どちらも「少子化、超高齢化社会対策」として打ち出された政策であるが、言ってみれば「子育ての外注化、コンビニ化」であり「高齢者の入居拘束介護」から「在宅地域介護」への転換なのである。
「携帯電話」のタイトルにもかかわらず、なぜ少子高齢化の話なのかと疑問を持たれたであろう。
それはもう一つ「非婚化、晩婚化、晩産化」という問題があるからである。じつはこちらの方がより深刻な問題を秘めている。このままこの状況が解消されなければ、日本人は消滅するしかないのである。それほど深刻なのである。
人は孤立しては生きてはいけない。誰かと繋がっていたい、一緒にいないと安心できず、不安であるという気持ちを持っている。これが結婚であり、出産であり、親子家族の絆なのである。
ここに便利な携帯電話が入ってきた。朝から晩まで、夜中も携帯電話を見、話したりしている。それによって「繋がっている」と錯覚をする。働く場所や仕事に愛着を持つことで生き甲斐となる。熱中することで充実感を持つ。すると結婚も、出産も、子育ても、老父母の介護も面倒になる。
その上、面倒だからと働きもせず、結婚もしようとしない。携帯電話で話をし、結婚または一緒にいると錯覚する擬装結婚が生じてしまう。
夫婦が夫の単身赴任中、携帯で連絡を取り合い、固く繋がっているものと思っていたが、夫は別の女性と交際をしたり、夫でも妻でも別の男女と関係性を持っていることが判明すると、途端に「裏切られた」「あれだけ連絡を取り合っていたのに」という怨念が生じ凄惨な事件になったりする。

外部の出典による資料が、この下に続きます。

use std::error::Error as StdError;

use axum::{
    http::StatusCode,
    response::{IntoResponse, Response},
};
use thiserror::Error;

use crate::{
    application::repos::RepoError, domain::error::DomainError, infra::error::InfraError,
    infra::revalidate_client::RevalidateClientError,
};

#[derive(Debug, Clone)]
pub struct ErrorReport {
    pub source: &'static str,
    pub status: StatusCode,
    pub messages: Vec<String>,
}

impl ErrorReport {
    pub fn from_error(source: &'static str, status: StatusCode, error: &dyn StdError) -> Self {
        let mut messages = Vec::new();
        messages.push(error.to_string());
        let mut current = error.source();
        while let Some(inner) = current {
            messages.push(inner.to_string());
            current = inner.source();
        }
        Self {
            source,
            status,
            messages,
        }
    }

    pub fn from_message(
        source: &'static str,
        status: StatusCode,
        message: impl Into<String>,
    ) -> Self {
        Self {
            source,
            status,
            messages: vec![message.into()],
        }
    }

    pub fn attach(self, response: &mut Response) {
        response.extensions_mut().insert(self);
    }
}

#[derive(Debug)]
pub struct HttpError {
    status: StatusCode,
    public_message: &'static str,
    report: ErrorReport,
}

impl HttpError {
    pub fn new(
        source: &'static str,
        status: StatusCode,
        public_message: &'static str,
        detail: impl Into<String>,
    ) -> Self {
        let report = ErrorReport::from_message(source, status, detail);
        Self {
            status,
            public_message,
            report,
        }
    }

    pub fn from_error(
        source: &'static str,
        status: StatusCode,
        public_message: &'static str,
        error: &dyn StdError,
    ) -> Self {
        let report = ErrorReport::from_error(source, status, error);
        Self {
            status,
            public_message,
            report,
        }
    }
}

impl IntoResponse for HttpError {
    fn into_response(self) -> Response {
        let mut response = (self.status, self.public_message).into_response();
        self.report.attach(&mut response);
        response
    }
}

#[derive(Debug, Error)]
pub enum AppError {
    #[error(transparent)]
    Domain(#[from] DomainError),
    #[error(transparent)]
    Infra(#[from] InfraError),
    #[error(transparent)]
    Repo(#[from] RepoError),
    #[error(transparent)]
    Revalidate(#[from] RevalidateClientError),
    #[error("resource not found")]
    NotFound,
    #[error("validation failed: {0}")]
    Validation(String),
    #[error("unexpected error: {0}")]
    Unexpected(String),
}

impl AppError {
    pub fn validation(message: impl Into<String>) -> Self {
        Self::Validation(message.into())
    }

    pub fn unexpected(message: impl Into<String>) -> Self {
        Self::Unexpected(message.into())
    }

    fn status_code(&self) -> StatusCode {
        match self {
            AppError::Domain(DomainError::NotFound { .. }) | AppError::NotFound => {
                StatusCode::NOT_FOUND
            }
            AppError::Domain(DomainError::Validation { .. })
            | AppError::Domain(DomainError::InvalidPackage { .. })
            | AppError::Validation(_) => StatusCode::BAD_REQUEST,
            AppError::Infra(InfraError::Configuration { .. }) => StatusCode::INTERNAL_SERVER_ERROR,
            AppError::Infra(InfraError::Telemetry(_)) => StatusCode::INTERNAL_SERVER_ERROR,
            AppError::Infra(InfraError::Database { .. }) => StatusCode::SERVICE_UNAVAILABLE,
            AppError::Infra(InfraError::Io(_)) => StatusCode::INTERNAL_SERVER_ERROR,
            AppError::Infra(InfraError::Http { .. }) | AppError::Revalidate(_) => {
                StatusCode::BAD_GATEWAY
            }
            AppError::Repo(RepoError::NotFound) => StatusCode::NOT_FOUND,
            AppError::Repo(RepoError::InvalidInput { .. }) => StatusCode::BAD_REQUEST,
            AppError::Repo(err) if err.is_transient() => StatusCode::SERVICE_UNAVAILABLE,
            AppError::Repo(_) => StatusCode::INTERNAL_SERVER_ERROR,
            AppError::Domain(DomainError::Invariant { .. }) => StatusCode::INTERNAL_SERVER_ERROR,
            AppError::Unexpected(_) => StatusCode::INTERNAL_SERVER_ERROR,
        }
    }

    fn presentation_message(&self) -> &'static str {
        match self {
            AppError::Domain(DomainError::NotFound { .. }) | AppError::NotFound => {
                "Resource not found"
            }
            AppError::Domain(DomainError::Validation { .. })
            | AppError::Domain(DomainError::InvalidPackage { .. })
            | AppError::Validation(_) => "Request could not be processed",
            AppError::Infra(InfraError::Database { .. }) => "Service temporarily unavailable",
            AppError::Infra(InfraError::Configuration { .. }) => "Service misconfigured",
            AppError::Infra(InfraError::Telemetry(_)) => "Logging subsystem could not start",
            AppError::Infra(InfraError::Io(_)) => "I/O failure during request",
            AppError::Infra(InfraError::Http { .. }) | AppError::Revalidate(_) => {
                "Upstream service failed"
            }
            AppError::Repo(RepoError::NotFound) => "Resource not found",
            AppError::Repo(RepoError::InvalidInput { .. }) => "Request could not be processed",
            AppError::Repo(_) => "Data store unavailable",
            AppError::Domain(DomainError::Invariant { .. }) | AppError::Unexpected(_) => {
                "Unexpected error occurred"
            }
        }
    }
}

impl IntoResponse for AppError {
    fn into_response(self) -> Response {
        let status = self.status_code();
        let message = self.presentation_message();
        let report = ErrorReport::from_error("application::error::AppError", status, &self);
        let mut response = (status, message).into_response();
        report.attach(&mut response);
        response
    }
}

なまじ携帯電話があるからで、昔のように遠く離れていて通信手段がない場合は、「お互い信じ合っていた」で済むところである。
今や日本は「繋がりすぎ社会」である。スマホでのラインやメールなどで過剰な接続が可能で、むしろコミュニケーションを空疎化にし、形骸化させすぎていると言える。
老老介護や独居老人のところには誰も訪ねて行かない。高齢者の父母には連絡せず施策に棄老する。子どもには携帯を持たせてあるからと高を括っている。
その結果独居老人、高齢者夫婦の死亡発見の遅れ、子どもの誘拐殺人放置事件がなんと多い事か。この間「携帯またはスマホで親は誰かと夢中になって連絡を取っていた」という事態があまりに多すぎる。
社会の中で孤立する人が増える一方で繋がりすぎることも心配である。矛盾した現象ではない。個であることと、人の輪をつくること。二つのことを各自の中で調和させることが大切である。
若い方々の中では、SNSや出会い系サイトで知り合い、繋がり合っていると思い、実際に会った途端に殺人行為に及ぶことも数多ある。ソーシャルネットワークも良いが「ほどほど」も必要であろう。